Queridos hermanos, nuestra primera, verdadera y única tarea sigue siendo la de comprometer la vida por lo que vale y perdura, por lo que es realmente fiable, necesario y último. Los hombres viven de Dios, de aquel a quien buscan, a menudo inconscientemente o sólo a tientas, para dar pleno significado a la existencia: nosotros tenemos la misión de anunciarlo, de mostrarlo, de guiar al encuentro con él. Sin embargo, siempre es importante recordar que la primera condición para hablar de Dios es hablar con Dios, convertirnos cada vez más en hombres de Dios, alimentados por una intensa vida de oración y modelados por su Gracia.
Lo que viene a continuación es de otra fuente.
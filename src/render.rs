//! HTML rendering.
//!
//! Every page shares one fixed layout; the functions here only decide what
//! goes inside it. Uses [maud](https://maud.lambda.xyz/) for compile-time
//! templating, so titles and other header values are escaped while rendered
//! bodies are inserted as-is.
//!
//! ## Pages
//!
//! | Page | Title |
//! |---|---|
//! | Home | `<site>` |
//! | Post | `<post> \| <site>` |
//! | Month index | `Posts from YYYY/MM \| <site>` |
//! | Year index | `Posts from YYYY \| <site>` |
//! | Archive | `Archives \| <site>` |
//! | Static page | `<page> \| <site>` |
//! | Error | `Error <code> \| <site>` |
//! | Gallery | `<gallery> \| <site>` |
//! | Gallery listing | `Galleries \| <site>` |
//!
//! Nothing rendered depends on the wall clock, so rebuilding unchanged
//! content yields identical bytes.

use crate::config::SiteConfig;
use crate::document::Document;
use maud::{DOCTYPE, Markup, PreEscaped, html};

/// One month of the archive page.
pub struct ArchiveMonth<'a> {
    pub month: &'a str,
    pub documents: &'a [Document],
}

/// One year of the archive page, months newest first.
pub struct ArchiveYear<'a> {
    pub year: &'a str,
    pub months: Vec<ArchiveMonth<'a>>,
}

/// A gallery master image and the files derived from it.
#[derive(Debug, Clone, PartialEq, Eq)]
pub struct GalleryImage {
    /// File stem, `sunset`.
    pub name: String,
    /// `sunset.jpg`
    pub master: String,
    /// `sunset_z.jpg`
    pub resized: String,
    /// `sunset_thm.jpg`
    pub thumbnail: String,
}

impl GalleryImage {
    /// Page showing the single image, relative to the gallery folder.
    pub fn page(&self) -> String {
        format!("{}.htm", self.name)
    }
}

/// Fixed layouts, parameterised by the site identity.
pub struct Renderer {
    title: String,
    tagline: String,
    author: String,
    description: String,
    alias_prefix: String,
    galleries_prefix: String,
}

impl Renderer {
    pub fn new(config: &SiteConfig) -> Self {
        Self {
            title: config.site.title.clone(),
            tagline: config.site.tagline.clone(),
            author: config.site.author.clone(),
            description: config.site.description.clone(),
            alias_prefix: config.alias.public_prefix.clone(),
            galleries_prefix: config.paths.galleries_url_prefix(),
        }
    }

    fn page_title(&self, title: &str) -> String {
        format!("{title} | {}", self.title)
    }

    /// Renders the base HTML document structure
    fn base_document(&self, title: &str, content: Markup) -> Markup {
        html! {
            (DOCTYPE)
            html lang="en" {
                head {
                    meta charset="utf-8";
                    meta name="author" content=(self.author);
                    meta name="description" content=(self.description);
                    meta name="viewport" content="width=device-width, initial-scale=1";
                    link rel="icon" type="image/png" href="/images/favicon.png";
                    link rel="stylesheet" type="text/css" href="/css/app.css";
                    link rel="alternate" type="application/rss+xml" title={ (self.title) " feed" } href="/index.xml";
                    title { (title) }
                }
                body {
                    div.container {
                        (self.site_header())
                        main.twelve.columns {
                            (content)
                        }
                        (self.sidebar())
                    }
                    script src="/scripts/app.js" {}
                }
            }
        }
    }

    fn site_header(&self) -> Markup {
        html! {
            header.six.columns {
                h1 { a href="/" { (self.title) } }
                @if !self.tagline.is_empty() {
                    p.small { (self.tagline) }
                }
            }
        }
    }

    fn sidebar(&self) -> Markup {
        html! {
            aside.four.columns {
                h6 { a href="/about.htm" { "about" } }
                @if !self.description.is_empty() {
                    p.small { (self.description) }
                }
                ul.small {
                    li { a href="/archives.htm" { "archives" } }
                    li { a href=(self.galleries_prefix) { "galleries" } }
                    li { a href="/index.xml" { "feed" } }
                }
            }
        }
    }

    /// A post as it appears on listings and its own page.
    pub fn post_fragment(&self, doc: &Document) -> Markup {
        html! {
            article.post {
                div.eleven.columns {
                    h3 { a href=(doc.url()) title=(doc.title) { (doc.title) } }
                    p.small {
                        span.timeago title=(doc.date_iso()) { (doc.date_pretty()) }
                        @if let Some(short_url) = doc.short_url(&self.alias_prefix) {
                            " - "
                            a href=(short_url) { (short_url) }
                        }
                    }
                }
                div.eleven.columns {
                    (PreEscaped(&doc.rendered_body))
                }
            }
        }
    }

    pub fn post_page(&self, doc: &Document) -> Markup {
        self.base_document(&self.page_title(&doc.title), self.post_fragment(doc))
    }

    /// Documents one after another, in the given order.
    fn listing(&self, docs: &[Document]) -> Markup {
        html! {
            @for doc in docs {
                (self.post_fragment(doc))
            }
        }
    }

    pub fn home_page(&self, docs: &[Document]) -> Markup {
        self.base_document(&self.title, self.listing(docs))
    }

    pub fn month_page(&self, year: &str, month: &str, docs: &[Document]) -> Markup {
        let title = self.page_title(&format!("Posts from {year}/{month}"));
        self.base_document(&title, self.listing(docs))
    }

    pub fn year_page(&self, year: &str, docs: &[Document]) -> Markup {
        let title = self.page_title(&format!("Posts from {year}"));
        self.base_document(&title, self.listing(docs))
    }

    /// Nested year → month → post list.
    pub fn archive_page(&self, years: &[ArchiveYear<'_>]) -> Markup {
        let content = html! {
            div.eleven.columns { h3 { "Post Archives" } }
            div.eleven.columns {
                ul.square {
                    @for year in years {
                        li {
                            a href={ "/" (year.year) } { (year.year) }
                            ul.circle {
                                @for month in &year.months {
                                    li {
                                        a href={ "/" (year.year) "/" (month.month) } { (month.month) }
                                        ul {
                                            @for doc in month.documents {
                                                li { a href=(doc.url()) { (doc.title) } }
                                            }
                                        }
                                    }
                                }
                            }
                        }
                    }
                }
            }
        };
        self.base_document(&self.page_title("Archives"), content)
    }

    /// A static page published at `url`.
    pub fn static_page(&self, doc: &Document, url: &str) -> Markup {
        let content = html! {
            div.eleven.columns {
                h3 { a href=(url) title=(doc.title) { (doc.title) } }
            }
            div.eleven.columns {
                (PreEscaped(&doc.rendered_body))
            }
        };
        self.base_document(&self.page_title(&doc.title), content)
    }

    pub fn error_page(&self, code: u16) -> Markup {
        let content = html! {
            div.eleven.columns { h3 { "Error " (code) } }
            div.eleven.columns {
                p { "Unfortunately, you've found one of those elusive error " (code) " pages." }
                p { "However you ended up here, this probably isn't where you wanted to be." }
                p {
                    "Perhaps you were looking for the " a href="/" { "home page" }
                    "? If not, maybe you can find what you need in the "
                    a href="/archives.htm" { "archives" } "."
                }
            }
        };
        self.base_document(&self.page_title(&format!("Error {code}")), content)
    }

    /// Gallery index: title, date, description, thumbnail grid.
    pub fn gallery_index(&self, doc: &Document, images: &[GalleryImage]) -> Markup {
        let content = html! {
            div.eleven.columns {
                h3 { (doc.title) }
                p.small { (doc.date_pretty()) }
            }
            div.eleven.columns {
                (PreEscaped(&doc.rendered_body))
            }
            div.gallery {
                @for image in images {
                    div.thumbnail {
                        a href=(image.page()) { img src=(image.thumbnail) alt=(image.name); }
                    }
                }
            }
        };
        self.base_document(&self.page_title(&doc.title), content)
    }

    /// Every gallery, newest first, linking its index.
    pub fn gallery_listing(&self, galleries: &[(&str, &Document)]) -> Markup {
        let content = html! {
            div.eleven.columns { h3 { "Galleries" } }
            div.eleven.columns {
                ul.square {
                    @for (name, doc) in galleries {
                        li {
                            a href={ (self.galleries_prefix) "/" (name) "/" } { (doc.title) }
                            " "
                            span.small { (doc.date_pretty()) }
                        }
                    }
                }
            }
        };
        self.base_document(&self.page_title("Galleries"), content)
    }

    /// Single gallery image, linking the master from the bounded variant.
    pub fn gallery_image_page(&self, gallery_title: &str, image: &GalleryImage) -> Markup {
        let content = html! {
            div.eleven.columns {
                h3 { (image.name) }
                p style="text-align:center;" {
                    a href=(image.master) {
                        img.scale-with-grid src=(image.resized) alt=(image.name);
                    }
                }
                p.small { a href="index.htm" { (gallery_title) } }
            }
        };
        self.base_document(&self.page_title(&image.name), content)
    }
}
San Agustín, después de un camino de búsqueda, ansiosa pero sincera, de la Verdad llegó finalmente a encontrarla en Dios. Entonces se dio cuenta de un aspecto singular que llenó de estupor y de alegría su corazón: entendió que a lo largo de todo su camino era la Verdad quien lo estaba buscando y quien lo había encontrado. Quiero decir a cada uno: dejémonos encontrar y aferrar por Dios, para ayudar a cada persona que encontramos a ser alcanzada por la Verdad. De la relación con él nace nuestra comunión y se genera la comunidad eclesial, que abraza todos los tiempos y todos los lugares para constituir el único pueblo de Dios.

Por esto he querido convocar un Año de la fe, que comenzará el próximo 11 de octubre, para redescubrir y volver a acoger este don valioso que es la fe, para conocer de manera más profunda las verdades que son la savia de nuestra vida, para conducir al hombre de hoy, a menudo distraído, a un renovado encuentro con Jesucristo «camino, vida y verdad».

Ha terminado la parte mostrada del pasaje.